El ciclo de refrigerado dentro de un servidor funciona de una forma similar al ciclo del agua. Del mismo modo que el agua fluye desde las cumbres más altas hasta otras que se encuentran a menor altura, el calor fluye desde las áreas con mayores temperaturas hacia las que se encuentran más frías. Al planificar el control de la temperatura en el interior del servidor, se tiene en cuenta cuáles son los elementos que generan mayor calor para diseñar un sistema que permita expulsar ese excedente de temperatura al exterior. Los servidores utilizan un sistema de refrigeración que aprovecha la diferencia de temperatura existente entre los componentes y procesadores internos y el exterior del aparato, de forma que el calor interno se disipe. Para conseguirlo, se utilizan ventiladores que facilitan la circulación interna del aire y expulsan el calor superfluo de ciertos componentes a través de las salidas de ventilación.
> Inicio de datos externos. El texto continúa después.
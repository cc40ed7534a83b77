//! Persistence Gateway - the only path from game logic to the ledger
//!
//! Every operation is an `async fn`; the caller decides whether to await it
//! (durable writes on the critical path) or hand it to the runtime with one of
//! the `spawn_*` variants (history writes, display reads). Failures are logged
//! here once, with the operation name, and converted into [`PerkError`].

use chrono::Utc;
use std::sync::Arc;
use tokio::task::JoinHandle;
use tracing::{error, warn};

use super::repository::{
    AssignmentKey, DrawRecord, LedgerResult, LedgerStore, PlayerProgress, ToolAssignment,
};
use crate::error::{PerkError, PerkResult};
use crate::host::ActorId;

#[derive(Clone)]
pub struct PersistenceGateway {
    store: Arc<dyn LedgerStore>,
}

fn surface<T>(op: &'static str, result: LedgerResult<T>) -> PerkResult<T> {
    result.map_err(|e| {
        if e.is_unavailable() {
            error!(op, error = %e, "Ledger unavailable");
        } else {
            warn!(op, error = %e, "Ledger returned a malformed record");
        }
        PerkError::from(e)
    })
}

impl PersistenceGateway {
    pub fn new(store: Arc<dyn LedgerStore>) -> Self {
        Self { store }
    }

    pub fn store(&self) -> &Arc<dyn LedgerStore> {
        &self.store
    }

    pub fn backend_name(&self) -> &'static str {
        self.store.backend_name()
    }

    // ========================================================================
    // Player progress
    // ========================================================================

    pub async fn ensure_actor(&self, actor: &ActorId) -> PerkResult<()> {
        surface("ensure_actor", self.store.ensure_actor(actor).await)
    }

    pub async fn progress(&self, actor: &ActorId) -> PerkResult<PlayerProgress> {
        surface("progress", self.store.progress(actor).await)
    }

    pub async fn get_draws(&self, actor: &ActorId) -> PerkResult<i64> {
        Ok(self.progress(actor).await?.available_draws)
    }

    pub async fn set_draws(&self, actor: &ActorId, value: i64) -> PerkResult<()> {
        surface("set_draws", self.store.set_draws(actor, value).await)
    }

    pub async fn add_draws(&self, actor: &ActorId, delta: i64) -> PerkResult<i64> {
        surface("add_draws", self.store.add_draws(actor, delta).await)
    }

    pub async fn get_lifetime_draws(&self, actor: &ActorId) -> PerkResult<i64> {
        Ok(self.progress(actor).await?.lifetime_draws)
    }

    pub async fn increment_lifetime_draws(&self, actor: &ActorId, delta: i64) -> PerkResult<i64> {
        surface(
            "increment_lifetime_draws",
            self.store.increment_lifetime_draws(actor, delta).await,
        )
    }

    pub async fn get_pity(&self, actor: &ActorId) -> PerkResult<i64> {
        Ok(self.progress(actor).await?.pity_counter)
    }

    pub async fn set_pity(&self, actor: &ActorId, value: i64) -> PerkResult<()> {
        surface("set_pity", self.store.set_pity(actor, value).await)
    }

    // ========================================================================
    // Tool assignments
    // ========================================================================

    pub async fn save_assignment(
        &self,
        tool_id: &str,
        owner: &ActorId,
        key: &AssignmentKey,
    ) -> PerkResult<()> {
        let assignment = ToolAssignment::new(tool_id, owner.clone(), key);
        surface("save_assignment", self.store.save_assignment(&assignment).await)
    }

    pub async fn get_assignment(&self, tool_id: &str) -> PerkResult<Option<ToolAssignment>> {
        surface("get_assignment", self.store.get_assignment(tool_id).await)
    }

    pub async fn remove_assignment(&self, tool_id: &str) -> PerkResult<bool> {
        surface("remove_assignment", self.store.remove_assignment(tool_id).await)
    }

    // ========================================================================
    // History
    // ========================================================================

    pub async fn record_draw_history(
        &self,
        actor: &ActorId,
        key: &AssignmentKey,
        category: &str,
        was_guaranteed: bool,
    ) -> PerkResult<()> {
        let record = DrawRecord {
            actor: actor.clone(),
            perk_id: key.perk_id.clone(),
            level: key.level,
            category: category.to_string(),
            was_guaranteed,
            timestamp: Utc::now(),
        };
        surface("record_draw_history", self.store.record_draw(&record).await)
    }

    pub async fn draw_history(&self, actor: &ActorId, limit: usize) -> PerkResult<Vec<DrawRecord>> {
        surface("draw_history", self.store.draw_history(actor, limit).await)
    }

    // ========================================================================
    // Fire-and-forget variants
    // ========================================================================

    /// History write off the critical path; the handle may be dropped
    pub fn spawn_record_draw_history(
        &self,
        actor: ActorId,
        key: AssignmentKey,
        category: String,
        was_guaranteed: bool,
    ) -> JoinHandle<PerkResult<()>> {
        let gateway = self.clone();
        tokio::spawn(async move {
            gateway
                .record_draw_history(&actor, &key, &category, was_guaranteed)
                .await
        })
    }

    /// Progress read for display (menus, scoreboards)
    pub fn spawn_progress(&self, actor: ActorId) -> JoinHandle<PerkResult<PlayerProgress>> {
        let gateway = self.clone();
        tokio::spawn(async move { gateway.progress(&actor).await })
    }
}
// ============================================================================
// Roll vs reconciliation
// ============================================================================

#[tokio::test(flavor = "multi_thread", worker_threads = 4)]
async fn test_reconcile_during_roll_keeps_tool_converged() {
    let ledger = Arc::new(FlakyLedger::new(0).with_read_delay(Duration::from_millis(100)));
    let catalog = catalog();
    let locks = Arc::new(ToolLocks::new());
    let codec = ItemStateCodec::new();
    let service = Arc::new(ReconciliationService::new(
        codec,
        PersistenceGateway::new(ledger.clone()),
        catalog.clone(),
        locks.clone(),
    ));
    let orch = orchestrator_with_locks(
        ledger.clone(),
        hoe_host(),
        catalog.clone(),
        Arc::new(InstantReveal),
        locks.clone(),
    );
    let actor = ActorId::new("steve");
    ledger.set_draws(&actor, 1).await.unwrap();

    let tool = {
        let mut item = ToolItem::new("hoe");
        codec.apply(&mut item, catalog.snapshot().get("greed").unwrap(), 1);
        shared_tool(item)
    };
    assert_eq!(
        service.reconcile(&actor, &tool).await.unwrap(),
        ReconcileOutcome::LedgerRebuilt
    );

    // The pass is parked on the slow ledger read while the roll applies
    let pass = {
        let service = service.clone();
        let tool = tool.clone();
        let actor = actor.clone();
        tokio::spawn(async move { service.reconcile(&actor, &tool).await.unwrap() })
    };
    tokio::time::sleep(Duration::from_millis(20)).await;
    let report = orch.execute_roll_sequence(&actor, &tool, 1).await.unwrap();

    assert_eq!(pass.await.unwrap(), ReconcileOutcome::Converged);
    let last = report.final_draw.unwrap();
    let tool_id = codec.peek_identity(&tool.lock()).unwrap();
    let row = ledger.get_assignment(&tool_id).await.unwrap().unwrap();
    assert_eq!(codec.read(&tool.lock()).unwrap(), Some(last.key()));
    assert_eq!(row.key(), last.key(), "ledger == embedded");
    assert!(locks.is_empty());
}

// ============================================================================
// Reveal guard
// ============================================================================

#[tokio::test]
async fn test_second_sequence_blocked_until_reveal_applies() {
    let ledger = Arc::new(MemoryLedger::new());
    let presenter = Arc::new(DelayedReveal::new(Duration::from_millis(150)));
    let orch = orchestrator(ledger.clone(), hoe_host(), catalog(), presenter);
    let actor = ActorId::new("steve");
    ledger.set_draws(&actor, 4).await.unwrap();
    let tool = shared_tool(ToolItem::new("hoe"));

    let report = orch.execute_roll_sequence(&actor, &tool, 1).await.unwrap();
    let pending = report.final_draw.unwrap();
    assert!(orch.is_rolling(&actor));
    assert_eq!(orch.rolls_in_flight(), 1);
    assert_eq!(ItemStateCodec::new().read(&tool.lock()).unwrap(), None, "not applied before the reveal");

    let err = orch.execute_roll_sequence(&actor, &tool, 1).await.unwrap_err();
    assert!(matches!(err, PerkError::RollInProgress(_)));
    assert_eq!(ledger.progress(&actor).await.unwrap().available_draws, 3);

    // Another actor is not blocked
    let other = ActorId::new("alex");
    ledger.set_draws(&other, 1).await.unwrap();
    let other_tool = shared_tool(ToolItem::new("hoe"));
    orch.execute_roll_sequence(&other, &other_tool, 1).await.unwrap();

    wait_for(|| !orch.is_rolling(&actor)).await;
    assert_eq!(ItemStateCodec::new().read(&tool.lock()).unwrap(), Some(pending.key()));
    orch.execute_roll_sequence(&actor, &tool, 1).await.unwrap();
}

// ============================================================================
// Draw economy
// ============================================================================

#[tokio::test]
async fn test_purchase_draws() {
    let ledger = Arc::new(MemoryLedger::new());
    let actor = ActorId::new("steve");
    let host = Arc::new(LocalHost::new(["hoe"]).with_balance(&actor, 1_000.0));
    let orch = orchestrator(ledger.clone(), host.clone(), catalog(), Arc::new(InstantReveal));

    let err = orch.purchase_draws(&actor, 5, 2_500.0).await.unwrap_err();
    assert!(matches!(err, PerkError::InsufficientFunds { .. }));
    assert_eq!(host.balance(&actor), 1_000.0);

    assert_eq!(orch.purchase_draws(&actor, 2, 600.0).await.unwrap(), 2);
    assert_eq!(host.balance(&actor), 400.0);
    assert!(matches!(
        orch.purchase_draws(&actor, 0, 1.0).await,
        Err(PerkError::InvalidAmount(_))
    ));
}

#[tokio::test]
async fn test_purchase_refunded_when_ledger_down() {
    let ledger = Arc::new(MemoryLedger::new());
    let actor = ActorId::new("steve");
    let host = Arc::new(LocalHost::new(["hoe"]).with_balance(&actor, 1_000.0));
    let orch = orchestrator(ledger.clone(), host.clone(), catalog(), Arc::new(InstantReveal));
    ledger.set_offline(true);

    assert!(orch.purchase_draws(&actor, 2, 600.0).await.is_err());
    assert_eq!(host.balance(&actor), 1_000.0);
}

#[tokio::test]
async fn test_first_join_sets_starting_draws() {
    let ledger = Arc::new(MemoryLedger::new());
    let orch = orchestrator(ledger.clone(), hoe_host(), catalog(), Arc::new(InstantReveal));
    let actor = ActorId::new("newcomer");
    ledger.add_draws(&actor, 12).await.unwrap();

    let progress = orch.on_actor_join(&actor, true).await.unwrap();
    assert_eq!(progress.available_draws, 5);

    let progress = orch.on_actor_join(&actor, false).await.unwrap();
    assert_eq!(progress.available_draws, 5, "returning actors get nothing");
}
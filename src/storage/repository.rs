//! Ledger repository trait - abstraction over the durable store
//!
//! Every backend (PostgreSQL, LMDB, in-memory) implements [`LedgerStore`], so
//! the gateway and the services above it never name a concrete database.
//! Counter deltas are atomic inside each backend; callers never read-modify-write.

use async_trait::async_trait;
use chrono::{DateTime, Utc};
use serde::{Deserialize, Serialize};
use std::fmt;
use std::str::FromStr;

use crate::host::ActorId;

/// Result type for ledger operations
pub type LedgerResult<T> = Result<T, LedgerError>;

/// Error type for ledger backends
#[derive(Debug, thiserror::Error)]
pub enum LedgerError {
    #[error("Database error: {0}")]
    Sqlx(#[from] sqlx::Error),
    #[error("LMDB error: {0}")]
    Heed(#[from] heed::Error),
    #[error("IO error: {0}")]
    Io(#[from] std::io::Error),
    #[error("Migration error: {0}")]
    Migration(String),
    #[error("Serialization error: {0}")]
    Serialization(String),
    #[error("Ledger unavailable: {0}")]
    Unavailable(String),
    #[error("Invalid persisted record: {0}")]
    InvalidFormat(String),
}

impl LedgerError {
    /// Whether the failure is about reaching the store rather than the data in it
    pub fn is_unavailable(&self) -> bool {
        !matches!(
            self,
            LedgerError::InvalidFormat(_) | LedgerError::Serialization(_)
        )
    }
}

impl From<serde_json::Error> for LedgerError {
    fn from(e: serde_json::Error) -> Self {
        LedgerError::Serialization(e.to_string())
    }
}

// ============================================================================
// Records
// ============================================================================

/// Per-actor counters
#[derive(Debug, Clone, Copy, Default, PartialEq, Eq, Serialize, Deserialize)]
pub struct PlayerProgress {
    pub available_draws: i64,
    pub lifetime_draws: i64,
    pub pity_counter: i64,
}

/// `(perk_id, level)` pair, rendered in the compact `perk_id:level` form
#[derive(Debug, Clone, PartialEq, Eq, Hash, Serialize, Deserialize)]
pub struct AssignmentKey {
    pub perk_id: String,
    pub level: u32,
}

impl AssignmentKey {
    pub fn new(perk_id: impl Into<String>, level: u32) -> Self {
        Self {
            perk_id: perk_id.into(),
            level,
        }
    }

    /// Parse `perk_id:level`; the id must be non-empty and the level positive
    pub fn parse(raw: &str) -> LedgerResult<Self> {
        let (perk_id, level) = raw
            .rsplit_once(':')
            .ok_or_else(|| LedgerError::InvalidFormat(format!("missing ':' in '{}'", raw)))?;
        let perk_id = perk_id.trim();
        if perk_id.is_empty() {
            return Err(LedgerError::InvalidFormat(format!("empty perk id in '{}'", raw)));
        }
        let level: u32 = level
            .trim()
            .parse()
            .ok()
            .filter(|l| *l >= 1)
            .ok_or_else(|| LedgerError::InvalidFormat(format!("bad level in '{}'", raw)))?;
        Ok(Self::new(perk_id, level))
    }
}

impl fmt::Display for AssignmentKey {
    fn fmt(&self, f: &mut fmt::Formatter<'_>) -> fmt::Result {
        write!(f, "{}:{}", self.perk_id, self.level)
    }
}

impl FromStr for AssignmentKey {
    type Err = LedgerError;

    fn from_str(s: &str) -> Result<Self, Self::Err> {
        Self::parse(s)
    }
}

/// Ledger row: the perk currently held by one tool
#[derive(Debug, Clone, PartialEq, Eq, Serialize, Deserialize)]
pub struct ToolAssignment {
    pub tool_id: String,
    pub owner: ActorId,
    pub perk_id: String,
    pub level: u32,
}

impl ToolAssignment {
    pub fn new(tool_id: impl Into<String>, owner: ActorId, key: &AssignmentKey) -> Self {
        Self {
            tool_id: tool_id.into(),
            owner,
            perk_id: key.perk_id.clone(),
            level: key.level,
        }
    }

    pub fn key(&self) -> AssignmentKey {
        AssignmentKey::new(self.perk_id.clone(), self.level)
    }

    pub(crate) fn validate(self) -> LedgerResult<Self> {
        if self.perk_id.trim().is_empty() || self.level == 0 {
            return Err(LedgerError::InvalidFormat(format!(
                "assignment for {} is '{}:{}'",
                self.tool_id, self.perk_id, self.level
            )));
        }
        Ok(self)
    }
}

/// Append-only audit entry for one applied draw
#[derive(Debug, Clone, PartialEq, Serialize, Deserialize)]
pub struct DrawRecord {
    pub actor: ActorId,
    pub perk_id: String,
    pub level: u32,
    pub category: String,
    pub was_guaranteed: bool,
    pub timestamp: DateTime<Utc>,
}

// ============================================================================
// Repository trait
// ============================================================================

/// Durable store for player counters, tool assignments and draw history.
///
/// Every counter method creates the actor row with zeroed counters when it is
/// missing. `add_draws` and `increment_lifetime_draws` are store-level atomic
/// increments and return the new value. Draw balances never go below zero.
#[async_trait]
pub trait LedgerStore: Send + Sync {
    fn backend_name(&self) -> &'static str;

    async fn ensure_actor(&self, actor: &ActorId) -> LedgerResult<()>;
    async fn progress(&self, actor: &ActorId) -> LedgerResult<PlayerProgress>;
    async fn set_draws(&self, actor: &ActorId, value: i64) -> LedgerResult<()>;
    async fn add_draws(&self, actor: &ActorId, delta: i64) -> LedgerResult<i64>;
    async fn increment_lifetime_draws(&self, actor: &ActorId, delta: i64) -> LedgerResult<i64>;
    async fn set_pity(&self, actor: &ActorId, value: i64) -> LedgerResult<()>;

    /// Insert or overwrite the row keyed by `tool_id`
    async fn save_assignment(&self, assignment: &ToolAssignment) -> LedgerResult<()>;
    async fn get_assignment(&self, tool_id: &str) -> LedgerResult<Option<ToolAssignment>>;
    /// Returns whether a row existed
    async fn remove_assignment(&self, tool_id: &str) -> LedgerResult<bool>;

    async fn record_draw(&self, record: &DrawRecord) -> LedgerResult<()>;
    /// Most recent entries first
    async fn draw_history(&self, actor: &ActorId, limit: usize) -> LedgerResult<Vec<DrawRecord>>;
}
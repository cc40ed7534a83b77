//! Operator commands
//!
//! Thin wrappers over the gateway, the reconciler and the catalog. Command
//! parsing and permission checks belong to the host.

use std::sync::Arc;
use tracing::{info, warn};

use crate::catalog::TraitCatalog;
use crate::error::{PerkError, PerkResult};
use crate::host::ActorId;
use crate::item_state::{ItemStateCodec, SharedTool};
use crate::reconcile::{ReconcileOutcome, ReconciliationService};
use crate::storage::repository::{AssignmentKey, DrawRecord};
use crate::storage::PersistenceGateway;

/// Identity change performed by [`PerkAdmin::regenerate_identity`]
#[derive(Debug, Clone, PartialEq, Eq)]
pub struct RegeneratedIdentity {
    pub previous: String,
    pub current: String,
    /// Assignment carried over to the new identity
    pub carried: Option<AssignmentKey>,
}

pub struct PerkAdmin {
    codec: ItemStateCodec,
    gateway: PersistenceGateway,
    catalog: Arc<TraitCatalog>,
    reconciler: Arc<ReconciliationService>,
}

impl PerkAdmin {
    pub fn new(
        codec: ItemStateCodec,
        gateway: PersistenceGateway,
        catalog: Arc<TraitCatalog>,
        reconciler: Arc<ReconciliationService>,
    ) -> Self {
        Self {
            codec,
            gateway,
            catalog,
            reconciler,
        }
    }

    pub async fn grant_draws(&self, actor: &ActorId, amount: i64) -> PerkResult<i64> {
        if amount == 0 {
            return Err(PerkError::InvalidAmount("grant of 0 draws".into()));
        }
        let total = self.gateway.add_draws(actor, amount).await?;
        info!(actor = %actor, amount, total, "Admin granted draws");
        Ok(total)
    }

    pub async fn set_draws(&self, actor: &ActorId, value: i64) -> PerkResult<()> {
        if value < 0 {
            return Err(PerkError::InvalidAmount(format!("draw balance {}", value)));
        }
        self.gateway.set_draws(actor, value).await?;
        info!(actor = %actor, value, "Admin set draws");
        Ok(())
    }

    pub async fn reset_pity(&self, actor: &ActorId) -> PerkResult<()> {
        self.gateway.set_pity(actor, 0).await?;
        info!(actor = %actor, "Admin reset pity");
        Ok(())
    }

    pub async fn force_reconcile(&self, owner: &ActorId, tool: &SharedTool) -> PerkResult<ReconcileOutcome> {
        self.reconciler.force_reconcile(owner, tool).await
    }

    /// Drop the tool's generated identity and re-file its perk under a fresh one.
    /// The old ledger row is left in place for audit.
    pub async fn regenerate_identity(&self, owner: &ActorId, tool: &SharedTool) -> PerkResult<RegeneratedIdentity> {
        let (previous, embedded) = {
            let mut item = tool.lock();
            let previous = self.codec.identity(&mut item);
            let embedded = self.codec.read(&item).unwrap_or_else(|e| {
                warn!(tool = %previous, error = %e, "Embedded perk unreadable during regeneration");
                None
            });
            (previous, embedded)
        };

        let carried = match embedded {
            Some(key) => Some(key),
            None => self.gateway.get_assignment(&previous).await?.map(|a| a.key()),
        };

        let current = {
            let mut item = tool.lock();
            self.codec.clear_identity(&mut item);
            self.codec.identity(&mut item)
        };
        if current == previous {
            warn!(tool = %current, "Tool identity is owned by the host and was not regenerated");
        }

        if let Some(key) = &carried {
            self.gateway.save_assignment(&current, owner, key).await?;
            let snapshot = self.catalog.snapshot();
            match snapshot.get(&key.perk_id) {
                Some(perk) => self.codec.apply(&mut tool.lock(), perk, key.level),
                None => warn!(tool = %current, perk = %key, "Carried perk not in catalog, embedded state untouched"),
            }
        }

        info!(previous = %previous, current = %current, "Tool identity regenerated");
        Ok(RegeneratedIdentity {
            previous,
            current,
            carried,
        })
    }

    /// Strip the perk from the tool and delete its ledger row
    pub async fn remove_perk(&self, tool: &SharedTool) -> PerkResult<bool> {
        let tool_id = self.codec.identity(&mut tool.lock());
        let _held = self.reconciler.locks().lock(&tool_id).await;

        let had_embedded = self.codec.remove(&mut tool.lock());
        let had_row = self.gateway.remove_assignment(&tool_id).await?;
        info!(tool = %tool_id, had_embedded, had_row, "Perk removed");
        Ok(had_embedded || had_row)
    }

    pub fn reload_catalog(&self, json: &str) -> PerkResult<usize> {
        Ok(self.catalog.reload_from_json(json)?)
    }

    pub async fn history(&self, actor: &ActorId, limit: usize) -> PerkResult<Vec<DrawRecord>> {
        self.gateway.draw_history(actor, limit).await
    }
}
Al diseñar los servidores ProLiant, los ingenieros de hp estudiaron cuidadosamente cada uno de esos procesos para garantizar que el recalentamiento no pueda degradar el rendimiento del producto final o dañar sus componentes.
Todos los servidores ProLiant están diseñados para sacar el máximo rendimiento a las especificaciones de los procesadores, incluso en situaciones de máximo rendimiento y en entornos con temperaturas superiores a 35º centígrados, lo que aún proporciona un amplio margen de seguridad.
Para probar sus nuevos servidores, hp utiliza y desarrolla diferentes prototipos de chasis, generadores ratificales de calor, software de prueba agresivos y entornos con condiciones térmicas extremas que simulan al límite las peores condiciones operativas de un uso real.
Esto incluye también la colaboración con los fabricantes de los diferentes componentes de sus productos, de forma que pueda garantizar que todos los elementos han sido diseñados y optimizados para su utilización en los servidores ProLiant.